I remember Frank Green telling Jack Dier about Sam: “The dog goes and gets the duck and then Rod has to go and get the dog.” Of course when I missed a duck, Sam would search anyway, and eventually come back to me with the look on his face of a man who had just lost his religion. If I put him on a leash he was even worse. Sam would suddenly get a chill and start to shiver. His teeth clacked when he shivered, and he could flare a flock of ducks a half mile away with his chills. Sam was a good deal worse than no dog at all, but he was my faithful hunting companion for my first nine years.

Then there was the sunny afternoon in the sugar bush of the old homestead when Bet volunteered to retrieve the ducks. A mallard soon flew by and I dumped it on the shore of the pond. Bet brought it back. A little miffed that I wasn’t paying as much attention to her as she expected, she consoled herself by petting the poor, dead duck. Then she started to scratch. I confess I had forgotten to tell her about the lice. I assured her they were harmless and would die within the hour, but I must admit it was a funny hour. That was it for Bet’s career as a retriever, but she had won my heart with her antics and we married a few years later.

Then came Jasper. Marge and Ken Bedore had given us his father, a black cocker spaniel named Smokey. Smokey wasn’t much of a hunter, largely because he had no sense of direction and kept getting lost in the woods. Jasper, on the other hand, was a natural. Once while shooting teal below Edmunds Lock, I downed two and went home with five. He had spotted two swimming cripples and brought them back, and finished the evening by tracking one I had winged into a twenty-acre corn field and bringing it back after a long search.

But Jasper was at his best flushing grouse. He was the only dog I had known who had enough sense to get on the other side of the bird and flush it back to the hunter. Mind you he only did this in the winter, after the season had ended, but it was fun to hunt with him. With Jasper I had my best season ever as a grouse hunter. I got eight. Mind you, four of those were road kills and two hit windows, but two I actually downed with birdshot. One was a hunting accident, though.

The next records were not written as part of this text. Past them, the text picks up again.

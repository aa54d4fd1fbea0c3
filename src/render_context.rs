use crate::app::Focus;
use crate::config::ForumConfig;
use crate::forum::Forum;
use crate::state::{CommentInputState, ListState, TopicFormState};

/// Centralized context for rendering pages, reducing parameter proliferation
pub struct RenderContext<'a> {
    pub config: &'a ForumConfig,
    pub forum: &'a Forum,
    pub status: &'a str,

    // Focus and menu
    pub focus: Focus,
    pub menu_selected_index: usize,
    pub show_help: bool,

    // Page state
    pub topic_list: Option<&'a ListState>,
    pub user_list: Option<&'a ListState>,
    pub rules_scroll: u16,
    pub topic_form: Option<&'a TopicFormState>,
    pub comment_input: Option<&'a CommentInputState>,
}

impl<'a> RenderContext<'a> {
    pub fn new(config: &'a ForumConfig, forum: &'a Forum, status: &'a str) -> Self {
        Self {
            config,
            forum,
            status,
            focus: Focus::View,
            menu_selected_index: 0,
            show_help: false,
            topic_list: None,
            user_list: None,
            rules_scroll: 0,
            topic_form: None,
            comment_input: None,
        }
    }

    /// Builder method to set focus and menu selection
    pub fn with_focus(mut self, focus: Focus, menu_selected_index: usize) -> Self {
        self.focus = focus;
        self.menu_selected_index = menu_selected_index;
        self
    }

    /// Builder method to set help overlay visibility
    pub fn with_help(mut self, show_help: bool) -> Self {
        self.show_help = show_help;
        self
    }

    /// Builder method to set topic list selection
    pub fn with_topic_list(mut self, state: &'a ListState) -> Self {
        self.topic_list = Some(state);
        self
    }

    /// Builder method to set user list selection
    pub fn with_user_list(mut self, state: &'a ListState) -> Self {
        self.user_list = Some(state);
        self
    }

    /// Builder method to set the rules page scroll offset
    pub fn with_rules_scroll(mut self, offset: u16) -> Self {
        self.rules_scroll = offset;
        self
    }

    /// Builder method to set the new-topic dialog state
    pub fn with_topic_form(mut self, form: &'a TopicFormState) -> Self {
        self.topic_form = Some(form);
        self
    }

    /// Builder method to set the comment box state
    pub fn with_comment_input(mut self, input: &'a CommentInputState) -> Self {
        self.comment_input = Some(input);
        self
    }

    pub fn view_focused(&self) -> bool {
        self.focus == Focus::View
    }
}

Behind Peter Myers’s shop there are some old apple trees and one afternoon Jasper put a pair of grouse up. I aimed at the one on the right, but the stock snagged in my vest and the gun went off, knocking the grouse on the left out of the air. So that left one legitimate hit for a year of grouse hunting, you ask? Yeah.

But you guys who have to realize how hard ruffed grouse are to hunt early in the season. They’re genetically programmed to avoid hawks, so a grouse never flushes except when it has a tree between itself and you. The leaves make them impossible to see. The one I actually shot somehow got confused and flew up above the canopy. I spotted it through a gap in the leaves and dumped it, the first clear shot I had had at a grouse that year.

My most memorable grouse? I was driving home from school in Carleton Place and the Honda ahead of me hit one with the tip of its antenna. The bird exploded into a cloud of feathers and dropped on the centre line of Highway 15. The driver behind him in a Mazda jammed on his brakes and started a u-turn, as did the Dodge mini-van next in line. My SUV had rear wheel drive and I could do a tighter u-turn than the other two, so I got there first, leaned out my door and picked up the bird. The other two waved and grinned, turned around again and went on their way. The grouse was delicious and I had won it with a neat bootlegger turn.